Our model formalizes how enforcement must respond to constrain aggressive behavior as competitive incentives are strengthened to elicit greater effort. For example, we identify the optimal contest design under three scenarios: the output value is low, the output value is high, and the aggressive behavior has no output value. Consider a setting such as a school, where it is becoming more common to financially reward top-performing teachers based on results from high-stakes tests of students. Possibly damaging aggressive behavior in such a context may range from spending excessive time drilling students on test-specific topics (to the detriment of learning and student or family satisfaction with school) to unwarranted disciplinary measures to remove students from a class when the teacher expects a student will perform poorly. In the absence of high-powered incentives, such as when strong class performance is rewarded with verbal recognition but not monetary compensation, it may not be optimal to engage in enforcement against such aggressiveness because the teachers’ disutility of aggressive behavior adequately constrains it. However, systematic enforcement resulting in a significant probability of disqualification becomes optimal if the value of the effort motivated by competition (which would not be present in the absence of high prizes) is sufficient to warrant the shift. As the value of the output generated by teachers’ performance increases, it becomes optimal to raise the qualification limit and increase the enforcement. If the improved test grades through damaging aggressive behavior have no value to the school, then the school does best to adopt the “zero-tolerance” policy for such behavior.

Consider commercial banks such as Wells Fargo. The more products a customer has with the bank, the more information it has on that customer, allowing for better credit, products, and pricing decisions. Convincing consumers to use more bank products is a priority of sales teams. After the 2008 financial crisis, the U.S. market was reviving for several years, which means the employees’ output value is higher. Wells Fargo highly incentivizes its sales team to meet cross-sell and customer-service targets. Unfortunately, the bank’s managers tolerated some damaging aggressive behavior—illegal sales practices, such as creating a fake address using the customer’s cell phone number and carrier. However, when a high prize is set to motivate sales, a high inspection rate must be adopted. Otherwise, the extent of aggressiveness will grow. For example, Wells Fargo did not inspect sales more intensively and 200 million accounts were opened without customers’ consent.

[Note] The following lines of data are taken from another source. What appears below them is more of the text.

//! Lock-free topology changes from control threads.

use std::sync::Arc;

use parking_lot::{Mutex, RwLock};
use rtrb::Producer;
use tracing::warn;

use crate::atomic::ControlValue;
use crate::error::{Error, Result};
use crate::unit::{InputId, InputSpec, OutputId, UnitId};

/// A rewiring request, applied by the render thread at the next block start.
#[derive(Debug, Clone, Copy, PartialEq)]
pub enum GraphCommand {
    /// Replace whatever feeds `input` with `source`.
    Connect { source: OutputId, input: InputId },
    /// Revert `input` to its constant.
    Disconnect { input: InputId },
}

/// What a control thread needs to know about one registered unit.
pub(crate) struct UnitShape {
    pub name: &'static str,
    pub inputs: &'static [InputSpec],
    pub constants: Vec<ControlValue>,
}

struct Shared {
    producer: Mutex<Producer<GraphCommand>>,
    shapes: RwLock<Vec<UnitShape>>,
}

/// Cloneable control-side view of an [`AudioEngine`](super::AudioEngine).
///
/// Plugins keep one of these so port setters running on any thread can
/// rewire the graph or write input constants without touching the engine.
#[derive(Clone)]
pub struct EngineHandle {
    shared: Arc<Shared>,
}

impl EngineHandle {
    pub(crate) fn new(producer: Producer<GraphCommand>) -> Self {
        Self {
            shared: Arc::new(Shared {
                producer: Mutex::new(producer),
                shapes: RwLock::new(Vec::new()),
            }),
        }
    }

    pub(crate) fn register(&self, shape: UnitShape) {
        self.shared.shapes.write().push(shape);
    }

    pub(crate) fn rebind_constant(&self, input: InputId, value: ControlValue) {
        if let Some(slot) = self
            .shared
            .shapes
            .write()
            .get_mut(input.unit.index())
            .and_then(|shape| shape.constants.get_mut(input.index))
        {
            *slot = value;
        }
    }

    /// Number of units registered so far.
    pub fn unit_count(&self) -> usize {
        self.shared.shapes.read().len()
    }

    /// Type name of a registered unit.
    pub fn unit_name(&self, unit: UnitId) -> Result<&'static str> {
        self.shared
            .shapes
            .read()
            .get(unit.index())
            .map(|shape| shape.name)
            .ok_or(Error::UnknownUnit(unit))
    }

    /// Resolve an input by name.
    pub fn input(&self, unit: UnitId, name: &str) -> Result<InputId> {
        let shapes = self.shared.shapes.read();
        let shape = shapes.get(unit.index()).ok_or(Error::UnknownUnit(unit))?;
        shape
            .inputs
            .iter()
            .position(|spec| spec.name == name)
            .map(|index| unit.input(index))
            .ok_or_else(|| Error::UnknownInput {
                unit,
                name: name.to_string(),
            })
    }

    pub(crate) fn validate_input(&self, input: InputId) -> Result<()> {
        let shapes = self.shared.shapes.read();
        let shape = shapes
            .get(input.unit.index())
            .ok_or(Error::UnknownUnit(input.unit))?;
        if input.index >= shape.inputs.len() {
            return Err(Error::InputOutOfRange {
                unit: input.unit,
                index: input.index,
            });
        }
        Ok(())
    }

    fn validate_unit(&self, unit: UnitId) -> Result<()> {
        if unit.index() < self.unit_count() {
            Ok(())
        } else {
            Err(Error::UnknownUnit(unit))
        }
    }

    /// The shared constant of `input`. Writes are picked up at the next block.
    pub fn constant(&self, input: InputId) -> Result<ControlValue> {
        self.validate_input(input)?;
        let shapes = self.shared.shapes.read();
        Ok(Arc::clone(&shapes[input.unit.index()].constants[input.index]))
    }

    pub fn set_constant(&self, input: InputId, value: f32) -> Result<()> {
        self.constant(input)?.set(value);
        Ok(())
    }

    /// Queue a connection. Single source per input: an existing source is replaced.
    pub fn connect(&self, source: OutputId, input: InputId) -> Result<()> {
        self.validate_unit(source.unit())?;
        self.validate_input(input)?;
        self.send(GraphCommand::Connect { source, input })
    }

    /// Queue a disconnection; the input falls back to its constant.
    pub fn disconnect(&self, input: InputId) -> Result<()> {
        self.validate_input(input)?;
        self.send(GraphCommand::Disconnect { input })
    }

    fn send(&self, command: GraphCommand) -> Result<()> {
        self.shared.producer.lock().push(command).map_err(|_| {
            warn!(?command, "graph command queue full, dropping command");
            Error::CommandQueueFull
        })
    }
}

We must acknowledge that this paper has its limitations. First, contests have different purposes. Our optimal design is not for player selection but for inducing the optimal output for the organizer, so we do not assume heterogeneous players. Secondly, this model can be extended to an N-player game. We use a simulation to show how optimal aggressiveness and effort respond to the change of limit on aggressiveness (See Figure A1 in Appendix C: The N-Player Game). Future research can further identify the comparative statics for contestants’ game and the optimal contest design. A researcher may adopt a different modeling method for this extension.